Question

My sample of data is really big (1.2 million documents), and I need to create and analyse data on only one "pandas dataframe". For now my code looks like this:

conn = psycopg2.connect("dbname=monty user=postgres host=localhost password=postgres")
cur = conn.cursor('aggre')
cur.execute("SELECT * FROM binance.zrxeth_ob_indicators;")
row = cur.fetchall()
df = pd.DataFrame(row,columns = ['timestamp', 'topAsk', 'topBid', 'CPA', 'midprice', 'CPB', 'spread', 'CPA%', 'CPB%'])

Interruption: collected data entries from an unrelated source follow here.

//! Helpers for pathsurfer.
//!
//! - Color parsing from names or hex codes
//! - Displaying home directories as "~" in paths
//! - Resolving and validating the start directory
//! - Default locations of per-user files

use crate::error::AppError;

use ratatui::style::Color;

use std::path::{MAIN_SEPARATOR, Path, PathBuf};

/// Parses a string (color name or hex) into a ratatui::style::color
///
/// Supports standard names (red, green, etc.) as well as hex values (#RRGGBB or #RGB)
pub fn parse_color(s: &str) -> Color {
    match s.to_lowercase().as_str() {
        "default" | "reset" => Color::Reset,
        "yellow" => Color::Yellow,
        "red" => Color::Red,
        "blue" => Color::Blue,
        "green" => Color::Green,
        "magenta" => Color::Magenta,
        "cyan" => Color::Cyan,
        "white" => Color::White,
        "black" => Color::Black,
        "gray" => Color::Gray,
        "darkgray" => Color::DarkGray,
        _ => s.strip_prefix('#').and_then(parse_hex).unwrap_or(Color::Reset),
    }
}

fn parse_hex(hex: &str) -> Option<Color> {
    let expanded = match hex.len() {
        6 => hex.to_string(),
        3 => hex.chars().flat_map(|c| [c, c]).collect(),
        _ => return None,
    };
    let rgb = u32::from_str_radix(&expanded, 16).ok()?;
    Some(Color::Rgb(
        ((rgb >> 16) & 0xFF) as u8,
        ((rgb >> 8) & 0xFF) as u8,
        (rgb & 0xFF) as u8,
    ))
}

/// Shortens the home directory prefix of `path` to `~`.
/// Used by the header line.
pub fn shorten_home_path<P: AsRef<Path>>(path: P) -> String {
    match dirs::home_dir() {
        Some(home) => shorten_path_under(path.as_ref(), &home),
        None => path.as_ref().display().to_string(),
    }
}

fn shorten_path_under(path: &Path, home: &Path) -> String {
    match path.strip_prefix(home) {
        Ok(stripped) if stripped.as_os_str().is_empty() => "~".to_string(),
        Ok(stripped) => format!("~{}{}", MAIN_SEPARATOR, stripped.display()),
        Err(_) => path.display().to_string(),
    }
}

/// Resolves the start directory: `arg` if given, else the working directory.
///
/// The result is canonical and guaranteed to be a directory.
pub fn resolve_start_dir(arg: Option<&Path>) -> Result<PathBuf, AppError> {
    let raw = match arg {
        Some(path) => path.to_path_buf(),
        None => std::env::current_dir()?,
    };

    let path = raw
        .canonicalize()
        .map_err(|e| AppError::InvalidPath(format!("{}: {e}", raw.display())))?;
    if !path.is_dir() {
        return Err(AppError::NotADirectory(path.display().to_string()));
    }
    Ok(path)
}

/// `<data_dir>/pathsurfer/pathsurfer.log`, or `pathsurfer.log` if there is no data directory.
pub fn default_log_path() -> PathBuf {
    dirs::data_dir()
        .map(|dir| dir.join("pathsurfer").join("pathsurfer.log"))
        .unwrap_or_else(|| PathBuf::from("pathsurfer.log"))
}

#[cfg(test)]
mod tests {
    use super::*;

    use std::error;
    use std::fs::{self, File};
    use tempfile::tempdir;

    #[test]
    fn color_names_and_hex() {
        assert_eq!(parse_color("Green"), Color::Green);
        assert_eq!(parse_color("darkgray"), Color::DarkGray);
        assert_eq!(parse_color("default"), Color::Reset);
        assert_eq!(parse_color("#ff8000"), Color::Rgb(255, 128, 0));
        assert_eq!(parse_color("#0f0"), Color::Rgb(0, 255, 0));
        assert_eq!(parse_color("#12345"), Color::Reset);
        assert_eq!(parse_color("#zzzzzz"), Color::Reset);
        assert_eq!(parse_color("chartreuse"), Color::Reset);
    }

    #[test]
    fn home_prefix_is_shortened() {
        let home = Path::new("/home/alice");
        assert_eq!(shorten_path_under(home, home), "~");
        assert_eq!(
            shorten_path_under(Path::new("/home/alice/src/psurf"), home),
            format!("~{MAIN_SEPARATOR}src/psurf")
        );
        assert_eq!(shorten_path_under(Path::new("/home/alicia"), home), "/home/alicia");
        assert_eq!(shorten_path_under(Path::new("/etc"), home), "/etc");
    }

    #[test]
    fn start_dir_is_canonical() -> Result<(), Box<dyn error::Error>> {
        let dir = tempdir()?;
        let nested = dir.path().join("a");
        fs::create_dir(&nested)?;

        let dotted = nested.join("..").join("a");
        assert_eq!(resolve_start_dir(Some(&dotted))?, nested.canonicalize()?);
        Ok(())
    }

    #[test]
    fn start_dir_must_exist_and_be_a_directory() -> Result<(), Box<dyn error::Error>> {
        let dir = tempdir()?;
        let file = dir.path().join("notes.txt");
        File::create(&file)?;

        assert!(matches!(
            resolve_start_dir(Some(&dir.path().join("missing"))),
            Err(AppError::InvalidPath(_))
        ));
        assert!(matches!(
            resolve_start_dir(Some(&file)),
            Err(AppError::NotADirectory(_))
        ));
        Ok(())
    }

    #[test]
    fn default_log_path_names_the_file() {
        assert!(default_log_path().ends_with("pathsurfer.log"));
    }
}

But it will take ages to localy upload everything in the variable df? What I tried so far was to do this:

for row in cur:
      dfsub = pd.DataFrame(row,columns=['timestamp', 'topAsk', 'topBid', 'CPA', 'midprice', 'CPB', 'spread', 'CPA%', 'CPB%'])
      df = df.concat([df,dfsub])

but it gives me the following error: DataFrame constructor not properly called!

any idea? Thanks!

Answer 1

you can do something like this

class Postgres:
def __init__(self, host, database, user=None, password='', schema='public'):
    self.user = user or getpass.getuser()
    self.database = database
    self.host = host
    self.engine = self.create_engine(self.host, self.database, self.user, password)
    self.schema = schema

@staticmethod
def create_engine(host, database, user, password):
    return psycopg2.connect("postgresql://{user}:{password}@{host}/{database}".format(
        host=host,
        database=database,
        user=user,
        password=password
    ))

def execute(self, query: object) -> object:
    """
    :param query:
    :return: pd.Dataframe()
    """
    result_df = pd.read_sql(query, self.engine)
    self.engine.commit()
    return result_df

with this you use the optimized DataFrame creation from a postgres result of pandas.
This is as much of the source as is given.